- **WHAT YOU SHOULD DO**:
Write out every line of the material exactly as it appears.

---*---

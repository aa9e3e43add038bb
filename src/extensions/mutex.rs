use std::sync::{Mutex, MutexGuard, PoisonError};

pub trait MutexExt<T> {
    /// Locks, recovering the data of a poisoned mutex. Guarded state here is
    /// plain data that is never left half-updated across a panic.
    fn locked(&self) -> MutexGuard<'_, T>;
}

impl<T> MutexExt<T> for Mutex<T> {
    fn locked(&self) -> MutexGuard<'_, T> {
        self.lock().unwrap_or_else(PoisonError::into_inner)
    }
}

---*---

- **COMPLETED EXERCISE**:
repository aa9e3e43add038bb
filename src/extensions/mutex.rs
use std::sync::{Mutex, MutexGuard, PoisonError};

pub trait MutexExt<T> {
    /// Locks, recovering the data of a poisoned mutex. Guarded state here is
    /// plain data that is never left half-updated across a panic.
    fn locked(&self) -> MutexGuard<'_, T>;
}

impl<T> MutexExt<T> for Mutex<T> {
    fn locked(&self) -> MutexGuard<'_, T> {
        self.lock().unwrap_or_else(PoisonError::into_inner)
    }
}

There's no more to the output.